JAKARTA – Impor bahan bakar minyak (BBM) jenis premium diperkirakan akan terus menurun seiring pertumbuhan konsumsi pertalite dan pertamax.

Daniel S Purba, Senior Vice President Integrated Supply Chain Pertamina, menyatakan sejak diluncurkan pada 2015, pertalite akan membantu pertamax untuk menekan impor premium lebih dari 50 persen pada 2017.

“Dulu kita impor premium delapan juta barel per bulan, sekarang empat juta per bulan dan akan terus turun. Akhir tahun ini bisa tinggal tiga juta per bulan,” kata Daniel di Jakarta.

Menurut dia, faktor terbesar dalam penurunan impor premium adalah adanya peralihan konsumsi masyarakat. Bahkan pada semester dua tahun ini, impor pertamax diproyeksikan akan terus menigkat.
“Impor pertamax akan meningkat dari dua juta jadi empat juta per bulan. Itu bisa pada semester kedua,” kata Daniel.
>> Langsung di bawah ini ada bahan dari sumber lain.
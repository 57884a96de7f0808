//! Registration page. Success shows a notice, then moves to the login page.

use leptos::prelude::*;
use retina::forms;
use retina::guard::Liveness;
use retina::routes::AppRoute;

use crate::app::AppContext;
use crate::net::api;
use crate::util::{location, timer};

#[component]
pub fn RegisterPage() -> impl IntoView {
    let ctx = expect_context::<AppContext>();

    let name = RwSignal::new(String::new());
    let email = RwSignal::new(String::new());
    let password = RwSignal::new(String::new());
    let error = RwSignal::new(None::<String>);
    let success = RwSignal::new(None::<&'static str>);
    let busy = RwSignal::new(false);

    let alive = Liveness::new();
    on_cleanup({
        let alive = alive.clone();
        move || alive.mark_dead()
    });

    let hint = move || forms::password_hint(&password.get()).map(|e| e.to_string());

    let on_submit = move |ev: leptos::ev::SubmitEvent| {
        ev.prevent_default();
        if busy.get_untracked() {
            return;
        }
        let name_value = name.get_untracked().trim().to_owned();
        let email_value = email.get_untracked().trim().to_owned();
        let password_value = password.get_untracked();
        if let Err(e) = forms::validate_register(&name_value, &email_value, &password_value) {
            error.set(Some(e.to_string()));
            return;
        }
        busy.set(true);
        error.set(None);

        let config = ctx.config.clone();
        let alive = alive.clone();
        leptos::task::spawn_local(async move {
            let result = api::register(&config, &name_value, &email_value, &password_value).await;
            if !alive.is_alive() {
                return;
            }
            match result {
                Ok(_) => {
                    success.set(Some(forms::REGISTER_SUCCESS_MESSAGE));
                    timer::sleep(forms::REGISTER_REDIRECT_DELAY).await;
                    if alive.is_alive() {
                        location::navigate(AppRoute::Login);
                    }
                }
                Err(e) => {
                    log::warn!("registration failed: {e}");
                    error.set(Some(e.user_message(forms::REGISTER_FAILED_MESSAGE)));
                    busy.set(false);
                }
            }
        });
    };

    view! {
        <div class="auth-page">
            <div class="auth-card">
                <a href=AppRoute::Landing.hash() class="auth-card__brand">"RetinaScan"</a>
                <h1>"Create an account"</h1>
                <form class="auth-form" on:submit=on_submit>
                    <label class="auth-form__label">
                        "Name"
                        <input
                            class="auth-input"
                            type="text"
                            autocomplete="name"
                            prop:value=move || name.get()
                            on:input=move |ev| name.set(event_target_value(&ev))
                        />
                    </label>
                    <label class="auth-form__label">
                        "Email"
                        <input
                            class="auth-input"
                            type="email"
                            autocomplete="email"
                            prop:value=move || email.get()
                            on:input=move |ev| email.set(event_target_value(&ev))
                        />
                    </label>
                    <label class="auth-form__label">
                        "Password"
                        <input
                            class="auth-input"
                            type="password"
                            autocomplete="new-password"
                            prop:value=move || password.get()
                            on:input=move |ev| password.set(event_target_value(&ev))
                        />
                    </label>
                    {move || hint().map(|text| view! { <p class="auth-hint">{text}</p> })}
                    <button class="btn btn--primary" type="submit" disabled=move || busy.get()>
                        {move || if busy.get() { "Creating account…" } else { "Register" }}
                    </button>
                </form>
                {move || error.get().map(|text| view! { <p class="auth-message auth-message--error">{text}</p> })}
                {move || success.get().map(|text| view! { <p class="auth-message auth-message--success">{text}</p> })}
                <div class="auth-card__links">
                    <a href=AppRoute::Login.hash()>"Already have an account? Log in"</a>
                </div>
            </div>
        </div>
    }
}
Selain peralihan pola konsumsi bahan bakar, penurunan impor premiumuga bisa diupayakan melalui fasilitas blending milik Pertamina

“Kalau kita sudah operasikan fasilitas blending sendiri, itu bisa impornya lebih kecil lagi,” kata Daniel.

Wianda Pusponegoro, Vice President Corporate Communication Pertamina, menyatakan Pertamina berkomitmen untuk mendukung program pemerintah dalam kedaulatan energi dengan menurunkan angka impor BBM. Hal ini dinilai sesuai dengan target perusahaan untuk bisa mewujudkan swasembada BBM.

“Karena kita punya target 2023 kita sudah swasembada BBM,” katanya.

Salah satu upaya Pertamina adalah upgrading kapasitas pengolahan minyak yang dimiliki. Salah satu proyek yang telah terealisasi adalah pengoperasikan RFCC Cilacap dan TPPI yang berhasil menurunkan impor premium hingga 30 persen.

Data Pertamina menyebutkan, pada 2014 impor premium sebanyak 115 juta barel, angka ini turun pada 2015 dengan adanya kehadiran pertalite menjadi 102,6 juta barel dan pada November 2016 impor premium hanya mencapai 67 juta barel.

“Jadi bisa dilihat disini bahwa kita lihat premium, dari 2014 sekitar 62 persen dari kebutuhan nasional, di 2015 bisa kita turunkan hanya 60 persen. Dan year to date November kemarin 54 persen. Kita akan lihat data terakhir di Desember, harapannya sudah bisa turun di bawah 54%,” tandas Wianda.(RI)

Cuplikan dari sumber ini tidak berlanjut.